Conservatives fear Romney's ideological squishiness and I don't disagree. I worry about the misjudgment that led Romney to support Romneycare in the first place. But I think that Romney can be held in check by conservatives in Congress. I think Gingrich (if he should by chance win the presidency, which I doubt) would take an impish delight in back-stabbing Congressional Republicans if he thought he had a great, futuristic-sounding idea that would also let him stroke elite soft spots and win plaudits from the press.

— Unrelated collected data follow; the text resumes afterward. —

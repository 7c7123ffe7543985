//! Result ledger: race and qualifying rows with penalty re-ranking

pub mod ledger;

pub use ledger::{NewResult, PenaltyDelta, ResultLedger, ResultRow};
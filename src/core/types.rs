//! Core type definitions used throughout the engine

use serde::{Deserialize, Serialize};

/// Unique identifier for championships
#[derive(Debug, Clone, Copy, PartialEq, Eq, Hash, Serialize, Deserialize)]
pub struct ChampionshipId(pub u16);

/// Unique identifier for games
#[derive(Debug, Clone, Copy, PartialEq, Eq, Hash, Serialize, Deserialize)]
pub struct GameId(pub u16);

/// Unique identifier for car classes
#[derive(Debug, Clone, Copy, PartialEq, Eq, Hash, Serialize, Deserialize)]
pub struct CarClassId(pub u16);

/// Unique identifier for categories
#[derive(Debug, Clone, Copy, PartialEq, Eq, Hash, Serialize, Deserialize)]
pub struct CategoryId(pub u16);

/// Unique identifier for session definitions
#[derive(Debug, Clone, Copy, PartialEq, Eq, Hash, Serialize, Deserialize)]
pub struct SessionId(pub u16);

/// Unique identifier for point systems
#[derive(Debug, Clone, Copy, PartialEq, Eq, Hash, Serialize, Deserialize)]
pub struct PointSystemId(pub u16);

/// Unique identifier for rounds
#[derive(Debug, Clone, Copy, PartialEq, Eq, Hash, Serialize, Deserialize)]
pub struct RoundId(pub u32);

/// Unique identifier for drivers
#[derive(Debug, Clone, Copy, PartialEq, Eq, Hash, Serialize, Deserialize)]
pub struct DriverId(pub u32);

/// Unique identifier for teams
#[derive(Debug, Clone, Copy, PartialEq, Eq, Hash, Serialize, Deserialize)]
pub struct TeamId(pub u16);

/// Unique identifier for result rows (race and qualifying)
#[derive(Debug, Clone, Copy, PartialEq, Eq, Hash, Serialize, Deserialize)]
pub struct ResultId(pub u32);

/// Unique identifier for incident reports
#[derive(Debug, Clone, Copy, PartialEq, Eq, Hash, Serialize, Deserialize)]
pub struct ReportId(pub u32);

/// Unique identifier for driver/team assignments
#[derive(Debug, Clone, Copy, PartialEq, Eq, Hash, Serialize, Deserialize)]
pub struct AssignmentId(pub u32);

/// Lap times, total race times and gaps, in milliseconds
pub type Millis = u32;

/// 1-based finishing or qualifying position
pub type Position = u16;

/// Whether a session is run against the clock or wheel-to-wheel
#[derive(Debug, Clone, Copy, PartialEq, Eq, Hash, Serialize, Deserialize)]
pub enum SessionKind {
    Qualifying,
    Race,
}

impl SessionKind {
    /// Returns true for qualifying sessions
    pub fn is_qualifying(&self) -> bool {
        matches!(self, SessionKind::Qualifying)
    }
}
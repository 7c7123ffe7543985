//! Engine events
//!
//! Append-only record of notable transitions. The engine never acts on
//! its own events; external policy (escalation bots, notification tools)
//! consumes them.

use serde::{Deserialize, Serialize};

use crate::core::types::{
    AssignmentId, CategoryId, DriverId, ReportId, ResultId, RoundId, SessionId, TeamId,
};

/// A recorded engine event
#[derive(Clone, Debug, Serialize, Deserialize)]
pub struct EngineEvent {
    pub id: u32,
    pub kind: EventKind,
}

#[derive(Clone, Debug, Serialize, Deserialize)]
pub enum EventKind {
    // Results
    ResultRecorded { result: ResultId, driver: DriverId, round: RoundId, session: SessionId },
    ResultSuperseded { result: ResultId, driver: DriverId, round: RoundId, session: SessionId },
    PenaltyApplied { result: ResultId, driver: DriverId, report: ReportId },
    DeferredPenaltyApplied { result: ResultId, driver: DriverId, report: ReportId },

    // Roster
    AssignmentOpened { assignment: AssignmentId, driver: DriverId, team: TeamId },
    AssignmentClosed { assignment: AssignmentId, driver: DriverId, team: TeamId },
    DriverEnrolled { driver: DriverId, category: CategoryId },
    DriverWithdrew { driver: DriverId, category: CategoryId },
    LicenceAdjusted { driver: DriverId, category: CategoryId, balance: u8 },
    DriverSuspended { driver: DriverId, category: CategoryId },
    WarningIssued { driver: DriverId, category: CategoryId, total: u8 },
    WarningThresholdReached { driver: DriverId, category: CategoryId, total: u8 },

    // Stewarding
    ReportFiled { report: ReportId, number: u16, category: CategoryId, round: RoundId, session: SessionId },
    ReportQueued { report: ReportId },
    ReportAccepted { report: ReportId, driver: DriverId },
    ReportRejected { report: ReportId },
}

impl EventKind {
    /// The driver an event concerns, when it concerns one
    pub fn driver(&self) -> Option<DriverId> {
        match self {
            EventKind::ResultRecorded { driver, .. }
            | EventKind::ResultSuperseded { driver, .. }
            | EventKind::PenaltyApplied { driver, .. }
            | EventKind::DeferredPenaltyApplied { driver, .. }
            | EventKind::AssignmentOpened { driver, .. }
            | EventKind::AssignmentClosed { driver, .. }
            | EventKind::DriverEnrolled { driver, .. }
            | EventKind::DriverWithdrew { driver, .. }
            | EventKind::LicenceAdjusted { driver, .. }
            | EventKind::DriverSuspended { driver, .. }
            | EventKind::WarningIssued { driver, .. }
            | EventKind::WarningThresholdReached { driver, .. }
            | EventKind::ReportAccepted { driver, .. } => Some(*driver),
            EventKind::ReportFiled { .. }
            | EventKind::ReportQueued { .. }
            | EventKind::ReportRejected { .. } => None,
        }
    }
}

/// The complete event log
#[derive(Clone, Debug, Default, Serialize, Deserialize)]
pub struct EventLog {
    pub events: Vec<EngineEvent>,
    next_event_id: u32,
}

impl EventLog {
    pub fn new() -> Self {
        Self::default()
    }

    pub fn add_event(&mut self, kind: EventKind) -> u32 {
        let id = self.next_event_id;
        self.next_event_id += 1;
        self.events.push(EngineEvent { id, kind });
        id
    }

    pub fn events_for_driver(&self, driver_id: DriverId) -> impl Iterator<Item = &EngineEvent> {
        self.events
            .iter()
            .filter(move |e| e.kind.driver() == Some(driver_id))
    }

    pub fn len(&self) -> usize {
        self.events.len()
    }

    pub fn is_empty(&self) -> bool {
        self.events.is_empty()
    }
}

#[cfg(test)]
mod tests {
    use super::*;

    #[test]
    fn test_event_ids_monotonic() {
        let mut log = EventLog::new();
        let a = log.add_event(EventKind::ReportQueued { report: ReportId(1) });
        let b = log.add_event(EventKind::ReportRejected { report: ReportId(1) });
        assert!(b > a);
        assert_eq!(log.len(), 2);
    }

    #[test]
    fn test_events_for_driver_filters() {
        let mut log = EventLog::new();
        log.add_event(EventKind::DriverSuspended {
            driver: DriverId(1),
            category: CategoryId(1),
        });
        log.add_event(EventKind::DriverSuspended {
            driver: DriverId(2),
            category: CategoryId(1),
        });
        assert_eq!(log.events_for_driver(DriverId(1)).count(), 1);
    }
}
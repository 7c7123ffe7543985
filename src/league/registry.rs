//! LeagueRegistry - the catalog owner
//!
//! Owns every catalog entity and allocates their ids from per-kind
//! monotonic counters. Insertions validate references and uniqueness up
//! front; lookups return `EngineError::Reference` for dangling ids so
//! callers never chase a missing row.

use ahash::AHashMap;
use chrono::{NaiveDate, Weekday};
use serde::{Deserialize, Serialize};

use crate::core::error::{EngineError, Result};
use crate::core::types::{
    CarClassId, CategoryId, ChampionshipId, DriverId, GameId, PointSystemId, RoundId, SessionId,
    SessionKind, TeamId,
};
use crate::league::entities::{
    CarClass, Category, Championship, Driver, Game, Round, SessionDef, Team, TeamEntry,
};
use crate::points::FastestLapRule;

#[derive(Debug, Clone, Default, Serialize, Deserialize)]
pub struct LeagueRegistry {
    championships: AHashMap<ChampionshipId, Championship>,
    games: AHashMap<GameId, Game>,
    car_classes: AHashMap<CarClassId, CarClass>,
    categories: AHashMap<CategoryId, Category>,
    sessions: AHashMap<SessionId, SessionDef>,
    rounds: AHashMap<RoundId, Round>,
    drivers: AHashMap<DriverId, Driver>,
    teams: AHashMap<TeamId, Team>,
    team_entries: Vec<TeamEntry>,

    next_championship_id: u16,
    next_game_id: u16,
    next_car_class_id: u16,
    next_category_id: u16,
    next_session_id: u16,
    next_round_id: u32,
    next_driver_id: u32,
    next_team_id: u16,
}

impl LeagueRegistry {
    pub fn new() -> Self {
        Self::default()
    }

    pub fn add_championship(
        &mut self,
        name: &str,
        start: NaiveDate,
        end: Option<NaiveDate>,
    ) -> Result<ChampionshipId> {
        if self.championships.values().any(|c| c.name == name) {
            return Err(EngineError::Overlap(format!(
                "championship name '{}' is taken",
                name
            )));
        }
        let id = ChampionshipId(self.next_championship_id);
        self.next_championship_id += 1;
        self.championships.insert(
            id,
            Championship {
                id,
                name: name.to_string(),
                start,
                end,
            },
        );
        Ok(id)
    }

    pub fn add_game(&mut self, name: &str) -> Result<GameId> {
        if self.games.values().any(|g| g.name == name) {
            return Err(EngineError::Overlap(format!("game '{}' is taken", name)));
        }
        let id = GameId(self.next_game_id);
        self.next_game_id += 1;
        self.games.insert(
            id,
            Game {
                id,
                name: name.to_string(),
            },
        );
        Ok(id)
    }

    pub fn add_car_class(&mut self, name: &str, game_id: GameId) -> Result<CarClassId> {
        self.game(game_id)?;
        let id = CarClassId(self.next_car_class_id);
        self.next_car_class_id += 1;
        self.car_classes.insert(
            id,
            CarClass {
                id,
                name: name.to_string(),
                game_id,
            },
        );
        Ok(id)
    }

    #[allow(clippy::too_many_arguments)]
    pub fn add_category(
        &mut self,
        name: &str,
        game_id: GameId,
        championship_id: ChampionshipId,
        round_weekday: Option<Weekday>,
        car_classes: Vec<CarClassId>,
        sessions: Vec<SessionId>,
        fastest_lap: Option<FastestLapRule>,
    ) -> Result<CategoryId> {
        self.game(game_id)?;
        self.championship(championship_id)?;
        for class_id in &car_classes {
            let class = self.car_class(*class_id)?;
            if class.game_id != game_id {
                return Err(EngineError::Reference(format!(
                    "car class {} belongs to another game",
                    class_id.0
                )));
            }
        }
        for session_id in &sessions {
            self.session(*session_id)?;
        }

        let id = CategoryId(self.next_category_id);
        self.next_category_id += 1;
        self.categories.insert(
            id,
            Category {
                id,
                name: name.to_string(),
                game_id,
                championship_id,
                round_weekday,
                car_classes,
                sessions,
                fastest_lap,
            },
        );
        Ok(id)
    }

    pub fn add_session(
        &mut self,
        name: &str,
        kind: SessionKind,
        point_system_id: PointSystemId,
    ) -> Result<SessionId> {
        let id = SessionId(self.next_session_id);
        self.next_session_id += 1;
        self.sessions.insert(
            id,
            SessionDef {
                id,
                name: name.to_string(),
                kind,
                point_system_id,
            },
        );
        Ok(id)
    }

    pub fn add_round(
        &mut self,
        category_id: CategoryId,
        number: u16,
        date: NaiveDate,
        circuit: &str,
    ) -> Result<RoundId> {
        let category = self.category(category_id)?;
        let championship_id = category.championship_id;
        if self
            .rounds
            .values()
            .any(|r| r.category_id == category_id && r.number == number)
        {
            return Err(EngineError::Overlap(format!(
                "round {} already exists in category {}",
                number, category_id.0
            )));
        }

        let id = RoundId(self.next_round_id);
        self.next_round_id += 1;
        self.rounds.insert(
            id,
            Round {
                id,
                number,
                date,
                circuit: circuit.to_string(),
                is_completed: false,
                category_id,
                championship_id,
            },
        );
        Ok(id)
    }

    pub fn complete_round(&mut self, round_id: RoundId) -> Result<()> {
        let round = self
            .rounds
            .get_mut(&round_id)
            .ok_or_else(|| EngineError::Reference(format!("round {}", round_id.0)))?;
        round.is_completed = true;
        Ok(())
    }

    pub fn add_driver(&mut self, psn_id: &str, messaging_id: Option<&str>) -> Result<DriverId> {
        if self.drivers.values().any(|d| d.psn_id == psn_id) {
            return Err(EngineError::Overlap(format!(
                "psn_id '{}' is taken",
                psn_id
            )));
        }
        let id = DriverId(self.next_driver_id);
        self.next_driver_id += 1;
        self.drivers.insert(
            id,
            Driver {
                id,
                psn_id: psn_id.to_string(),
                messaging_id: messaging_id.map(str::to_string),
            },
        );
        Ok(id)
    }

    pub fn add_team(&mut self, name: &str, credits: i32) -> Result<TeamId> {
        if self.teams.values().any(|t| t.name == name) {
            return Err(EngineError::Overlap(format!("team '{}' is taken", name)));
        }
        let id = TeamId(self.next_team_id);
        self.next_team_id += 1;
        self.teams.insert(
            id,
            Team {
                id,
                name: name.to_string(),
                credits,
            },
        );
        Ok(id)
    }

    /// Enter a team into a championship
    pub fn enter_team(
        &mut self,
        team_id: TeamId,
        championship_id: ChampionshipId,
        joined_on: NaiveDate,
    ) -> Result<()> {
        self.team(team_id)?;
        self.championship(championship_id)?;
        if self
            .team_entries
            .iter()
            .any(|e| e.team_id == team_id && e.championship_id == championship_id)
        {
            return Err(EngineError::Overlap(format!(
                "team {} already entered championship {}",
                team_id.0, championship_id.0
            )));
        }
        self.team_entries.push(TeamEntry {
            team_id,
            championship_id,
            joined_on,
            penalty_points: 0.0,
        });
        Ok(())
    }

    /// Add penalty points to a team's championship tally
    pub fn add_team_penalty_points(
        &mut self,
        team_id: TeamId,
        championship_id: ChampionshipId,
        points: f64,
    ) -> Result<()> {
        let entry = self
            .team_entries
            .iter_mut()
            .find(|e| e.team_id == team_id && e.championship_id == championship_id)
            .ok_or_else(|| {
                EngineError::Reference(format!(
                    "team {} has no entry in championship {}",
                    team_id.0, championship_id.0
                ))
            })?;
        entry.penalty_points += points;
        Ok(())
    }

    // === Lookups ===

    pub fn championship(&self, id: ChampionshipId) -> Result<&Championship> {
        self.championships
            .get(&id)
            .ok_or_else(|| EngineError::Reference(format!("championship {}", id.0)))
    }

    pub fn game(&self, id: GameId) -> Result<&Game> {
        self.games
            .get(&id)
            .ok_or_else(|| EngineError::Reference(format!("game {}", id.0)))
    }

    pub fn car_class(&self, id: CarClassId) -> Result<&CarClass> {
        self.car_classes
            .get(&id)
            .ok_or_else(|| EngineError::Reference(format!("car class {}", id.0)))
    }

    pub fn category(&self, id: CategoryId) -> Result<&Category> {
        self.categories
            .get(&id)
            .ok_or_else(|| EngineError::Reference(format!("category {}", id.0)))
    }

    pub fn session(&self, id: SessionId) -> Result<&SessionDef> {
        self.sessions
            .get(&id)
            .ok_or_else(|| EngineError::Reference(format!("session {}", id.0)))
    }

    pub fn round(&self, id: RoundId) -> Result<&Round> {
        self.rounds
            .get(&id)
            .ok_or_else(|| EngineError::Reference(format!("round {}", id.0)))
    }

    pub fn driver(&self, id: DriverId) -> Result<&Driver> {
        self.drivers
            .get(&id)
            .ok_or_else(|| EngineError::Reference(format!("driver {}", id.0)))
    }

    pub fn team(&self, id: TeamId) -> Result<&Team> {
        self.teams
            .get(&id)
            .ok_or_else(|| EngineError::Reference(format!("team {}", id.0)))
    }

    pub fn team_entry(&self, team_id: TeamId, championship_id: ChampionshipId) -> Option<&TeamEntry> {
        self.team_entries
            .iter()
            .find(|e| e.team_id == team_id && e.championship_id == championship_id)
    }

    /// Rounds of a category ordered by calendar number
    pub fn rounds_of_category(&self, category_id: CategoryId) -> Vec<&Round> {
        let mut rounds: Vec<&Round> = self
            .rounds
            .values()
            .filter(|r| r.category_id == category_id)
            .collect();
        rounds.sort_by_key(|r| r.number);
        rounds
    }

    /// Categories of a championship in id order
    pub fn categories_of_championship(&self, championship_id: ChampionshipId) -> Vec<&Category> {
        let mut categories: Vec<&Category> = self
            .categories
            .values()
            .filter(|c| c.championship_id == championship_id)
            .collect();
        categories.sort_by_key(|c| c.id.0);
        categories
    }

    pub fn drivers(&self) -> impl Iterator<Item = &Driver> {
        self.drivers.values()
    }

    pub fn teams(&self) -> impl Iterator<Item = &Team> {
        self.teams.values()
    }
}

It astounds me that conservative voters have glommed onto Newt Gingrich to express their populist discontent with the tawdriness of Washington politics and Obamaism just because he comes across as a grandiose thinker in the debates. Much of that reputation came from his tangling with the journalists asking the questions. Great. Conservatives always love them some media-bashing, but Gingrich is going to have to do more than talk about how he's mellowed with age and grandchildren before I forget his performance as Speaker. And his transparent pretense that, for some reason, Freddie Mac need his experiences as a historian is a clear-cut demonstration that he has no defense for that item on his resume.

Monday, December 05, 2011

Outsiders vs. Insiders on Newt Gingrich

Byron York details the insider-outsider divide over Newt Gingrich. Those that know him best, Republicans who have worked with him or journalists who have followed his career for years, all seem to agree that he's an undisciplined and arrogant blowhard. Republican voters are more forgiving.
"There are all types of leaders," Coburn continued. "Leaders that instill confidence, leaders that are somewhat abrupt and brisk, leaders that have one standard for the people they are leading and a different standard for themselves. I just found his leadership lacking and…I will have difficulty supporting him as president of the United States."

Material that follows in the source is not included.